Myosin II activation is essential for stress fiber and focal adhesion formation, and is implicated in integrin-mediated signaling events. In this study we investigated the role of acto-myosin contractility, and its main regulators, i.e. Myosin light chain kinase (MLCK) and Rho-kinase (ROCK) in cell survival in normal and Ras-transformed MCF-10A epithelial cells. Treatment of cells with pharmacological inhibitors of MLCK (ML-7 and ML-9), or expression of dominant-negative MLCK, led to Apoptosis in normal and transformed MCF-10A cells. By contrast, treatment of cells with a ROCK Inhibitor (Y-27632) did not induce Apoptosis in these cells. Apoptosis following inhibition of Myosin II activation by MLCK is probably meditated through the death receptor pathway because expression of dominant-negative FADD blocked Apoptosis. The Apoptosis observed after MLCK inhibition is rescued by pre-treatment of cells with integrin-activating Antibodies.

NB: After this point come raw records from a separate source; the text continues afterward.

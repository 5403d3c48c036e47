//! Refinement engine configuration.
//!
//! ## Precedence (highest to lowest)
//!
//! 1. `MAX_REVISIONS` environment variable
//! 2. Values loaded from a TOML file (`RefinementConfig::from_toml_file`)
//! 3. Built-in defaults
//!
//! Every section is `#[serde(default)]`, so a config file only needs the keys
//! it overrides:
//!
//! ```toml
//! max_revisions = 3
//!
//! [time]
//! tolerance = 0.10
//!
//! [bounds]
//! max_sets = 5
//! ```

use std::env;
use std::path::Path;

use serde::{Deserialize, Serialize};

use crate::error::ConfigError;

/// Environment override for the iteration cap.
const ENV_MAX_REVISIONS: &str = "MAX_REVISIONS";

const DEFAULT_MAX_REVISIONS: u32 = 2;
const DEFAULT_GENERATION_RETRIES: u32 = 1;
const DEFAULT_STAGNATION_LIMIT: u32 = 2;

/// Movement pattern buckets used by the balance check.
#[derive(Debug, Clone, Copy, PartialEq, Eq, Hash, PartialOrd, Ord, Serialize, Deserialize)]
#[serde(rename_all = "snake_case")]
pub enum MovementPattern {
    Squat,
    Hinge,
    Push,
    Pull,
    Carry,
}

impl MovementPattern {
    pub fn as_str(&self) -> &'static str {
        match self {
            Self::Squat => "squat",
            Self::Hinge => "hinge",
            Self::Push => "push",
            Self::Pull => "pull",
            Self::Carry => "carry",
        }
    }
}

impl std::fmt::Display for MovementPattern {
    fn fmt(&self, f: &mut std::fmt::Formatter<'_>) -> std::fmt::Result {
        f.write_str(self.as_str())
    }
}

/// Constants for the per-exercise time estimate.
#[derive(Debug, Clone, PartialEq, Serialize, Deserialize)]
#[serde(default)]
pub struct TimeTable {
    pub seconds_per_rep: f64,
    /// Rest assumed when an exercise does not specify one.
    pub default_rest_seconds: u32,
    /// Rep count assumed for "AMRAP" / "max" prescriptions.
    pub amrap_reps: f64,
    /// Rep count assumed when the reps string has no number in it.
    pub default_reps: f64,
    /// Fractional allowance over `minutes_per_day` before a day is flagged.
    pub tolerance: f64,
}

impl Default for TimeTable {
    fn default() -> Self {
        Self {
            seconds_per_rep: 3.0,
            default_rest_seconds: 90,
            amrap_reps: 15.0,
            default_reps: 10.0,
            tolerance: 0.15,
        }
    }
}

/// One balance bucket: keywords that classify an exercise into it, whether
/// the week must contain it, and the exercise to add when it is missing.
#[derive(Debug, Clone, PartialEq, Serialize, Deserialize)]
pub struct PatternBucket {
    pub pattern: MovementPattern,
    pub keywords: Vec<String>,
    #[serde(default = "default_true")]
    pub required: bool,
    pub fallback: String,
}

fn default_true() -> bool {
    true
}

impl PatternBucket {
    fn new(pattern: MovementPattern, keywords: &[&str], required: bool, fallback: &str) -> Self {
        Self {
            pattern,
            keywords: keywords.iter().map(|k| k.to_string()).collect(),
            required,
            fallback: fallback.to_string(),
        }
    }

    pub fn matches(&self, name_lower: &str) -> bool {
        self.keywords
            .iter()
            .any(|kw| name_lower.contains(kw.to_lowercase().as_str()))
    }
}

/// Keyword lookup table for movement patterns.
#[derive(Debug, Clone, PartialEq, Serialize, Deserialize)]
#[serde(transparent)]
pub struct PatternTable {
    pub buckets: Vec<PatternBucket>,
}

impl Default for PatternTable {
    fn default() -> Self {
        use MovementPattern::*;
        Self {
            buckets: vec![
                PatternBucket::new(
                    Squat,
                    &["squat", "lunge", "split squat", "leg press", "step up"],
                    true,
                    "Goblet Squat",
                ),
                PatternBucket::new(
                    Hinge,
                    &["deadlift", "rdl", "good morning", "hip thrust", "glute bridge"],
                    true,
                    "Romanian Deadlift",
                ),
                PatternBucket::new(Push, &["press", "push", "dip", "fly"], true, "Push-Up"),
                PatternBucket::new(
                    Pull,
                    &["pull", "row", "chin", "curl", "raise"],
                    true,
                    "Dumbbell Row",
                ),
                PatternBucket::new(
                    Carry,
                    &["carry", "farmer", "suitcase"],
                    false,
                    "Farmer Carry",
                ),
            ],
        }
    }
}

impl PatternTable {
    /// Every pattern an exercise name belongs to. A name may hit several
    /// buckets ("Leg Press" is both squat and push).
    pub fn classify(&self, name: &str) -> Vec<MovementPattern> {
        let lower = name.to_lowercase();
        self.buckets
            .iter()
            .filter(|b| b.matches(&lower))
            .map(|b| b.pattern)
            .collect()
    }

    pub fn bucket(&self, pattern: MovementPattern) -> Option<&PatternBucket> {
        self.buckets.iter().find(|b| b.pattern == pattern)
    }

    pub fn required(&self) -> impl Iterator<Item = &PatternBucket> {
        self.buckets.iter().filter(|b| b.required)
    }
}

/// Plausible ranges for the progression sanity check.
#[derive(Debug, Clone, PartialEq, Serialize, Deserialize)]
#[serde(default)]
pub struct SaneBounds {
    pub min_sets: u32,
    pub max_sets: u32,
    pub min_rest_seconds: i64,
    pub max_rest_seconds: i64,
}

impl Default for SaneBounds {
    fn default() -> Self {
        Self {
            min_sets: 1,
            max_sets: 6,
            min_rest_seconds: 0,
            max_rest_seconds: 300,
        }
    }
}

/// Everything the core loop and fast verifier read.
#[derive(Debug, Clone, PartialEq, Serialize, Deserialize)]
#[serde(default)]
pub struct RefinementConfig {
    /// Iteration cap for the verify/act loop.
    pub max_revisions: u32,
    pub time: TimeTable,
    pub patterns: PatternTable,
    pub bounds: SaneBounds,
    /// Extra attempts for a retriable generation failure.
    pub generation_retries: u32,
    /// Consecutive stagnant classifications that stop the run.
    pub stagnation_limit: u32,
}

impl Default for RefinementConfig {
    fn default() -> Self {
        Self {
            max_revisions: env::var(ENV_MAX_REVISIONS)
                .ok()
                .and_then(|v| v.trim().parse().ok())
                .unwrap_or(DEFAULT_MAX_REVISIONS),
            time: TimeTable::default(),
            patterns: PatternTable::default(),
            bounds: SaneBounds::default(),
            generation_retries: DEFAULT_GENERATION_RETRIES,
            stagnation_limit: DEFAULT_STAGNATION_LIMIT,
        }
    }
}

impl RefinementConfig {
    /// Load from a TOML file. Missing keys keep their defaults; the
    /// `MAX_REVISIONS` env var still wins over the file.
    pub fn from_toml_file(path: impl AsRef<Path>) -> Result<Self, ConfigError> {
        let path = path.as_ref();
        let text = std::fs::read_to_string(path).map_err(|source| ConfigError::Read {
            path: path.to_path_buf(),
            source,
        })?;
        let mut config: Self = toml::from_str(&text).map_err(|source| ConfigError::Parse {
            path: path.to_path_buf(),
            source,
        })?;
        if let Some(cap) = env::var(ENV_MAX_REVISIONS)
            .ok()
            .and_then(|v| v.trim().parse().ok())
        {
            config.max_revisions = cap;
        }
        config.validate()?;
        Ok(config)
    }

    pub fn with_max_revisions(mut self, max_revisions: u32) -> Self {
        self.max_revisions = max_revisions;
        self
    }

    pub fn validate(&self) -> Result<(), ConfigError> {
        if self.max_revisions < 1 {
            return Err(ConfigError::InvalidCap(self.max_revisions));
        }
        if self.stagnation_limit < 1 {
            return Err(ConfigError::invalid("stagnation_limit", "must be at least 1"));
        }

        let t = &self.time;
        if !(t.seconds_per_rep.is_finite() && t.seconds_per_rep > 0.0) {
            return Err(ConfigError::invalid("time.seconds_per_rep", "must be positive"));
        }
        if !(t.tolerance.is_finite() && t.tolerance >= 0.0) {
            return Err(ConfigError::invalid("time.tolerance", "must be non-negative"));
        }
        if t.amrap_reps <= 0.0 || t.default_reps <= 0.0 {
            return Err(ConfigError::invalid(
                "time.amrap_reps/default_reps",
                "must be positive",
            ));
        }

        let b = &self.bounds;
        if b.min_sets < 1 {
            return Err(ConfigError::invalid("bounds.min_sets", "must be at least 1"));
        }
        if b.min_sets > b.max_sets {
            return Err(ConfigError::InvertedBounds {
                name: "sets".into(),
                min: b.min_sets as i64,
                max: b.max_sets as i64,
            });
        }
        if b.min_rest_seconds < 0 {
            return Err(ConfigError::invalid(
                "bounds.min_rest_seconds",
                "must be non-negative",
            ));
        }
        if b.min_rest_seconds > b.max_rest_seconds {
            return Err(ConfigError::InvertedBounds {
                name: "rest_seconds".into(),
                min: b.min_rest_seconds,
                max: b.max_rest_seconds,
            });
        }

        if self.patterns.buckets.is_empty() {
            return Err(ConfigError::PatternTable("no buckets defined".into()));
        }
        let mut seen = std::collections::BTreeSet::new();
        for bucket in &self.patterns.buckets {
            if !seen.insert(bucket.pattern) {
                return Err(ConfigError::PatternTable(format!(
                    "pattern '{}' defined twice",
                    bucket.pattern
                )));
            }
            if bucket.keywords.iter().all(|k| k.trim().is_empty()) {
                return Err(ConfigError::PatternTable(format!(
                    "pattern '{}' has no keywords",
                    bucket.pattern
                )));
            }
            if bucket.fallback.trim().is_empty() {
                return Err(ConfigError::PatternTable(format!(
                    "pattern '{}' has no fallback exercise",
                    bucket.pattern
                )));
            }
        }
        Ok(())
    }
}
//! Plan Model: profiles, weekly plans, and addressing into them
//!
//! A [`Plan`] is produced wholesale by the generator and afterwards only
//! changes through the edit applier (copy-on-write) or full replacement by a
//! revision. Verifiers take `&Plan` and never mutate it.

use serde::{Deserialize, Serialize};
use std::collections::BTreeMap;

/// Self-reported training experience
#[derive(Debug, Clone, Copy, PartialEq, Eq, Serialize, Deserialize)]
#[serde(rename_all = "snake_case")]
pub enum TrainingHistory {
    Beginner,
    Intermediate,
    Advanced,
}

/// Immutable description of the trainee and their constraints
#[derive(Debug, Clone, PartialEq, Serialize, Deserialize)]
pub struct Profile {
    #[serde(default, skip_serializing_if = "Option::is_none")]
    pub sex: Option<String>,
    #[serde(default, skip_serializing_if = "Option::is_none")]
    pub age: Option<u32>,
    #[serde(default, skip_serializing_if = "Option::is_none")]
    pub height_cm: Option<f64>,
    #[serde(default, skip_serializing_if = "Option::is_none")]
    pub weight_kg: Option<f64>,
    #[serde(default, skip_serializing_if = "Option::is_none")]
    pub training_history: Option<TrainingHistory>,
    #[serde(default, skip_serializing_if = "Option::is_none")]
    pub training_age_years: Option<f64>,
    /// Training days per week
    #[serde(default = "default_days_per_week")]
    pub days_per_week: u32,
    /// Session length budget in minutes
    #[serde(default = "default_minutes_per_day")]
    pub minutes_per_day: u32,
    #[serde(default)]
    pub equipment_available: Vec<String>,
    #[serde(default = "default_goal")]
    pub goal: String,
    /// Estimated one-rep maxes keyed by lift name (e.g. `"squat" -> 140`)
    #[serde(default, skip_serializing_if = "Option::is_none")]
    pub estimated_1rm: Option<BTreeMap<String, f64>>,
    /// Raw avoidance terms as the user typed them ("knee", "overhead press")
    #[serde(default)]
    pub avoid_exercises: Vec<String>,
}

fn default_days_per_week() -> u32 {
    4
}

fn default_minutes_per_day() -> u32 {
    60
}

fn default_goal() -> String {
    "strength - squat focus".to_string()
}

impl Default for Profile {
    fn default() -> Self {
        Self {
            sex: None,
            age: None,
            height_cm: None,
            weight_kg: None,
            training_history: None,
            training_age_years: None,
            days_per_week: default_days_per_week(),
            minutes_per_day: default_minutes_per_day(),
            equipment_available: Vec::new(),
            goal: default_goal(),
            estimated_1rm: None,
            avoid_exercises: Vec::new(),
        }
    }
}

/// A single prescribed exercise
#[derive(Debug, Clone, PartialEq, Serialize, Deserialize)]
pub struct Exercise {
    pub name: String,
    pub sets: u32,
    /// Display string: "5", "8-12", "AMRAP"
    pub reps: String,
    #[serde(default, skip_serializing_if = "Option::is_none")]
    pub intensity: Option<String>,
    /// Signed so a negative value from a generator survives decoding and
    /// can be flagged by the progression check.
    #[serde(default, skip_serializing_if = "Option::is_none")]
    pub rest_seconds: Option<i64>,
    #[serde(default, skip_serializing_if = "Option::is_none")]
    pub notes: Option<String>,
}

impl Exercise {
    pub fn new(name: impl Into<String>, sets: u32, reps: impl Into<String>) -> Self {
        Self {
            name: name.into(),
            sets,
            reps: reps.into(),
            intensity: None,
            rest_seconds: None,
            notes: None,
        }
    }

    pub fn with_rest(mut self, rest_seconds: i64) -> Self {
        self.rest_seconds = Some(rest_seconds);
        self
    }

    /// JSON object in the generator's exercise shape. Built field by field so
    /// edit serialization never has a failure path.
    pub fn to_json(&self) -> serde_json::Value {
        let mut obj = serde_json::Map::new();
        obj.insert("name".into(), self.name.clone().into());
        obj.insert("sets".into(), self.sets.into());
        obj.insert("reps".into(), self.reps.clone().into());
        if let Some(intensity) = &self.intensity {
            obj.insert("intensity".into(), intensity.clone().into());
        }
        if let Some(rest) = self.rest_seconds {
            obj.insert("rest_seconds".into(), rest.into());
        }
        if let Some(notes) = &self.notes {
            obj.insert("notes".into(), notes.clone().into());
        }
        serde_json::Value::Object(obj)
    }

    /// Append a note, joining with any existing text.
    pub fn push_note(&mut self, note: &str) {
        match &mut self.notes {
            Some(existing) if !existing.is_empty() => {
                existing.push_str(" | ");
                existing.push_str(note);
            }
            _ => self.notes = Some(note.to_string()),
        }
    }
}

/// Named group of exercises within a day ("Main Lift", "Accessories")
#[derive(Debug, Clone, PartialEq, Serialize, Deserialize)]
pub struct Block {
    pub name: String,
    #[serde(default)]
    pub exercises: Vec<Exercise>,
}

impl Block {
    pub fn new(name: impl Into<String>, exercises: Vec<Exercise>) -> Self {
        Self {
            name: name.into(),
            exercises,
        }
    }
}

#[derive(Debug, Clone, PartialEq, Serialize, Deserialize)]
pub struct Day {
    pub name: String,
    #[serde(default, skip_serializing_if = "Option::is_none")]
    pub focus: Option<String>,
    #[serde(default)]
    pub blocks: Vec<Block>,
}

impl Day {
    pub fn new(name: impl Into<String>, blocks: Vec<Block>) -> Self {
        Self {
            name: name.into(),
            focus: None,
            blocks,
        }
    }

    /// Iterate `(block_index, exercise_index, exercise)` in plan order.
    pub fn exercises(&self) -> impl Iterator<Item = (usize, usize, &Exercise)> {
        self.blocks.iter().enumerate().flat_map(|(bi, block)| {
            block
                .exercises
                .iter()
                .enumerate()
                .map(move |(ei, ex)| (bi, ei, ex))
        })
    }
}

/// Weekly workout plan
#[derive(Debug, Clone, Default, PartialEq, Serialize, Deserialize)]
pub struct Plan {
    pub days: Vec<Day>,
    /// Plan-level notes appended by `add_note` edits without a location
    #[serde(default, skip_serializing_if = "Vec::is_empty")]
    pub notes: Vec<String>,
    /// Free-form provenance (template source URL, generator model, ...)
    #[serde(default, skip_serializing_if = "BTreeMap::is_empty")]
    pub metadata: BTreeMap<String, serde_json::Value>,
}

impl Plan {
    pub fn new(days: Vec<Day>) -> Self {
        Self {
            days,
            notes: Vec::new(),
            metadata: BTreeMap::new(),
        }
    }

    /// Total number of exercises across all days and blocks
    pub fn exercise_count(&self) -> usize {
        self.days
            .iter()
            .flat_map(|d| d.blocks.iter())
            .map(|b| b.exercises.len())
            .sum()
    }

    /// Resolve an exercise address, if it exists.
    pub fn exercise(&self, at: ExerciseRef) -> Option<&Exercise> {
        self.days
            .get(at.day)?
            .blocks
            .get(at.block)?
            .exercises
            .get(at.exercise)
    }
}

/// Address of a block: `{day_index, block_index}`
#[derive(Debug, Clone, Copy, PartialEq, Eq, Hash, PartialOrd, Ord, Serialize, Deserialize)]
pub struct BlockRef {
    pub day: usize,
    pub block: usize,
}

/// Address of an exercise: `{day_index, block_index, exercise_index}`
#[derive(Debug, Clone, Copy, PartialEq, Eq, Hash, PartialOrd, Ord, Serialize, Deserialize)]
pub struct ExerciseRef {
    pub day: usize,
    pub block: usize,
    pub exercise: usize,
}

impl ExerciseRef {
    pub fn new(day: usize, block: usize, exercise: usize) -> Self {
        Self {
            day,
            block,
            exercise,
        }
    }

    pub fn block_ref(&self) -> BlockRef {
        BlockRef {
            day: self.day,
            block: self.block,
        }
    }
}

impl std::fmt::Display for ExerciseRef {
    fn fmt(&self, f: &mut std::fmt::Formatter<'_>) -> std::fmt::Result {
        write!(f, "day {} block {} exercise {}", self.day, self.block, self.exercise)
    }
}

impl std::fmt::Display for BlockRef {
    fn fmt(&self, f: &mut std::fmt::Formatter<'_>) -> std::fmt::Result {
        write!(f, "day {} block {}", self.day, self.block)
    }
}
//! Expanded avoidance terms.
//!
//! Users write avoid terms loosely ("knee", "overhead"). An expander maps
//! each raw term to the phrases that should be matched against exercise
//! names; the fast verifier only ever sees the expanded form.

use std::collections::BTreeMap;

use async_trait::async_trait;
use serde::{Deserialize, Serialize};

use crate::error::GenerationError;
use crate::orchestrator::ports::AvoidExpander;

/// Raw avoid term → lowercase match phrases
#[derive(Debug, Clone, Default, PartialEq, Eq, Serialize, Deserialize)]
#[serde(transparent)]
pub struct ExpandedAvoidance {
    terms: BTreeMap<String, Vec<String>>,
}

impl ExpandedAvoidance {
    pub fn new() -> Self {
        Self::default()
    }

    /// Each term matches only itself.
    pub fn literal<S: AsRef<str>>(terms: &[S]) -> Self {
        let mut expanded = Self::new();
        for term in terms {
            let term = term.as_ref();
            expanded.insert(term, [term]);
        }
        expanded
    }

    /// Register phrases for `term`. Blank phrases are dropped; a term with
    /// no usable phrases is not recorded.
    pub fn insert<I, S>(&mut self, term: &str, phrases: I)
    where
        I: IntoIterator<Item = S>,
        S: AsRef<str>,
    {
        let key = term.trim().to_lowercase();
        if key.is_empty() {
            return;
        }
        let entry = self.terms.entry(key).or_default();
        for phrase in phrases {
            let phrase = phrase.as_ref().trim().to_lowercase();
            if !phrase.is_empty() && !entry.contains(&phrase) {
                entry.push(phrase);
            }
        }
        if entry.is_empty() {
            self.terms.remove(&term.trim().to_lowercase());
        }
    }

    pub fn is_empty(&self) -> bool {
        self.terms.is_empty()
    }

    pub fn terms(&self) -> impl Iterator<Item = (&str, &[String])> {
        self.terms.iter().map(|(k, v)| (k.as_str(), v.as_slice()))
    }

    /// Every raw term with a phrase contained in `name`, case-insensitive,
    /// in term order.
    pub fn matching_terms(&self, name: &str) -> Vec<&str> {
        let lower = name.to_lowercase();
        self.terms
            .iter()
            .filter(|(_, phrases)| phrases.iter().any(|p| lower.contains(p.as_str())))
            .map(|(term, _)| term.as_str())
            .collect()
    }

    /// First of [`matching_terms`](Self::matching_terms).
    pub fn matching_term(&self, name: &str) -> Option<&str> {
        self.matching_terms(name).into_iter().next()
    }

    pub fn matches(&self, name: &str) -> bool {
        self.matching_term(name).is_some()
    }
}

/// Expander that treats every term as its own only phrase. Used when no
/// guideline table or model is available.
#[derive(Debug, Clone, Copy, Default)]
pub struct LiteralExpander;

#[async_trait]
impl AvoidExpander for LiteralExpander {
    async fn expand(&self, terms: &[String]) -> Result<ExpandedAvoidance, GenerationError> {
        Ok(ExpandedAvoidance::literal(terms))
    }
}

#[cfg(test)]
mod tests {
    use super::*;

    #[test]
    fn test_literal_matching_is_case_insensitive() {
        let avoid = ExpandedAvoidance::literal(&["Knee"]);
        assert_eq!(avoid.matching_term("Kneeling Cable Crunch"), Some("knee"));
        assert!(!avoid.matches("Back Squat"));
    }

    #[test]
    fn test_expanded_phrases() {
        let mut avoid = ExpandedAvoidance::new();
        avoid.insert("overhead", ["overhead press", "ohp", "military press"]);
        assert_eq!(avoid.matching_term("Seated Military Press"), Some("overhead"));
        assert!(!avoid.matches("Bench Press"));
    }

    #[test]
    fn test_name_hitting_several_terms() {
        let avoid = ExpandedAvoidance::literal(&["knee", "crunch", "dips"]);
        assert_eq!(
            avoid.matching_terms("Kneeling Cable Crunch"),
            vec!["crunch", "knee"]
        );
        assert_eq!(avoid.matching_term("Kneeling Cable Crunch"), Some("crunch"));
        assert!(avoid.matching_terms("Back Squat").is_empty());
    }

    #[test]
    fn test_blank_terms_dropped() {
        let mut avoid = ExpandedAvoidance::new();
        avoid.insert("  ", ["x"]);
        avoid.insert("knee", ["", "  "]);
        assert!(avoid.is_empty());
    }

    #[tokio::test]
    async fn test_literal_expander() {
        let expanded = LiteralExpander
            .expand(&["knee".to_string(), "dips".to_string()])
            .await
            .unwrap();
        assert_eq!(expanded.terms().count(), 2);
        assert!(expanded.matches("Bench Dips"));
    }
}
//! LLM-backed collaborators for the plan refinement engine.
//!
//! The `refinement` crate owns the loop and the deterministic checks; this
//! crate supplies the generative parts behind its ports:
//!
//! - [`agents::programmer::Programmer`] authors and revises plans
//! - [`agents::subber::Subber`] suggests substitutions for avoided exercises
//! - [`agents::verifier::PlanReviewer`] reviews progression quality
//! - [`agents::constraints::GuidelineExpander`] expands loose avoid terms
//!
//! All of them talk to an OpenAI-compatible chat endpoint through
//! [`llm::ChatModel`].

pub mod agents;
pub mod config;
pub mod llm;
pub mod prompts;
pub mod telemetry;

pub use agents::AgentFactory;
pub use config::{check_endpoint, AgentsConfig, LlmEndpoint};
pub use llm::{extract_json, ChatModel, ChatRequest, LlmError, OpenAiChat};
pub use telemetry::{append_telemetry, RunRecord, TelemetryError, TelemetryReader};
//! Semantic verifier agent: progression quality and goal fit.
//!
//! Only consulted once the fast checks pass. The model's reply is mapped
//! onto the shared [`VerificationReport`] shape; suggested edits go through
//! [`parse_edits`] so malformed entries are dropped, not fatal.

use std::sync::Arc;

use async_trait::async_trait;
use refinement::verifier::{slug, CheckResult, CHECK_PROGRESSION};
use refinement::{
    parse_edits, Edit, ExpandedAvoidance, GenerationError, Issue, Plan, Profile,
    SemanticVerifier, VerificationPhase, VerificationReport,
};
use serde_json::{json, Value};
use tracing::{debug, info, warn};

use crate::llm::{complete_json, ChatModel, ChatRequest};
use crate::prompts;

/// LLM-backed semantic reviewer.
pub struct PlanReviewer {
    model: Arc<dyn ChatModel>,
}

impl PlanReviewer {
    pub fn new(model: Arc<dyn ChatModel>) -> Self {
        Self { model }
    }
}

#[async_trait]
impl SemanticVerifier for PlanReviewer {
    async fn semantic_verify(
        &self,
        profile: &Profile,
        plan: &Plan,
        avoid: &ExpandedAvoidance,
    ) -> Result<VerificationReport, GenerationError> {
        let payload = json!({
            "profile": profile,
            "plan": plan,
            "goal": profile.goal,
            "avoid": avoid,
        });
        let request = ChatRequest::new(
            prompts::semantic_verifier_preamble(),
            format!(
                "Evaluate this plan for progression quality and programming wisdom. \
Return strict JSON with an issues array and a suggested_edits array.\n{payload}"
            ),
        );

        let value = complete_json(self.model.as_ref(), &request).await?;
        let report = decode_report(&value)?;
        info!(
            ok = report.ok,
            issues = report.issues.len(),
            edits = report.suggested_edits().len(),
            "Semantic verification"
        );
        Ok(report)
    }
}

/// Map a semantic reply onto a report.
///
/// Issues come from `issues` (objects or plain strings) and
/// `progression.issues`. Each suggested edit attaches to the issue named by
/// its `issue_id`; edits without a known issue attach to the first issue, or
/// to an issue of their own when none was listed.
pub fn decode_report(value: &Value) -> Result<VerificationReport, GenerationError> {
    let obj = value
        .as_object()
        .ok_or_else(|| GenerationError::ParseFailure("semantic reply is not an object".into()))?;
    let model_ok = obj.get("ok").and_then(Value::as_bool).ok_or_else(|| {
        GenerationError::ParseFailure("semantic reply has no boolean 'ok'".into())
    })?;

    let progression = obj.get("progression").cloned().unwrap_or(Value::Null);
    let mut issues: Vec<Issue> = Vec::new();
    let listed = obj
        .get("issues")
        .and_then(Value::as_array)
        .into_iter()
        .chain(progression.get("issues").and_then(Value::as_array))
        .flatten();
    for entry in listed {
        let Some(issue) = decode_issue(entry) else {
            continue;
        };
        if !issues.iter().any(|i| i.id == issue.id) {
            issues.push(issue);
        }
    }

    let raw_edits: Vec<Value> = obj
        .get("suggested_edits")
        .and_then(Value::as_array)
        .cloned()
        .unwrap_or_default();
    let issue_refs: Vec<Option<String>> = raw_edits
        .iter()
        .map(|e| e.get("issue_id").and_then(Value::as_str).map(slug))
        .collect();
    let (edits, rejected) = parse_edits(&raw_edits);
    for (index, err) in &rejected {
        warn!(index, error = %err, "Dropping malformed semantic edit");
    }

    // parse_edits preserves order among accepted entries
    let accepted_refs = issue_refs
        .into_iter()
        .enumerate()
        .filter(|(i, _)| !rejected.iter().any(|(r, _)| r == i))
        .map(|(_, r)| r);
    for (edit, issue_ref) in edits.into_iter().zip(accepted_refs) {
        attach_edit(&mut issues, edit, issue_ref);
    }

    let mut report = VerificationReport::new(VerificationPhase::Semantic);
    report.progression = Some(CheckResult::new(
        progression
            .get("ok")
            .and_then(Value::as_bool)
            .unwrap_or(issues.is_empty()),
        json!({
            "notes": progression.get("notes").cloned().unwrap_or(Value::Null),
        }),
    ));
    for issue in issues {
        report.add_issue(issue);
    }
    report.finalize();
    // rejection without a listed issue stays not-ok
    report.ok = report.ok && model_ok;
    debug!(summary = %report.summary(), "Decoded semantic report");
    Ok(report)
}

fn decode_issue(entry: &Value) -> Option<Issue> {
    let (id, message) = match entry {
        Value::String(text) => (slug(text), text.trim().to_string()),
        Value::Object(map) => {
            let message = map
                .get("message")
                .and_then(Value::as_str)
                .unwrap_or_default()
                .trim()
                .to_string();
            let id = map
                .get("id")
                .and_then(Value::as_str)
                .map(slug)
                .filter(|s| !s.is_empty())
                .unwrap_or_else(|| slug(&message));
            (id, message)
        }
        _ => return None,
    };
    if id.is_empty() {
        return None;
    }
    let message = if message.is_empty() { id.clone() } else { message };
    Some(Issue::new(id, CHECK_PROGRESSION, message))
}

fn attach_edit(issues: &mut Vec<Issue>, edit: Edit, issue_ref: Option<String>) {
    if let Some(issue) = issue_ref
        .as_deref()
        .and_then(|id| issues.iter_mut().find(|i| i.id == id))
    {
        issue.edits.push(edit);
        return;
    }
    if let Some(first) = issues.first_mut() {
        first.edits.push(edit);
        return;
    }
    let id = format!("semantic_edit_{}", edit.edit_type());
    let message = edit.reason.clone();
    issues.push(Issue::new(id, CHECK_PROGRESSION, message).with_edits(vec![edit]));
}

In addition, this rescue of Apoptosis is dependent on FAK activity, suggesting the participation of an integrin-dependent signaling pathway. These studies demonstrate a newly discovered role for MLCK in the generation of pro-survival signals in both untransformed and transformed epithelial cells and supports previous work suggesting distinct cellular roles for Rho-kinase- and MLCK-dependent regulation of Myosin II.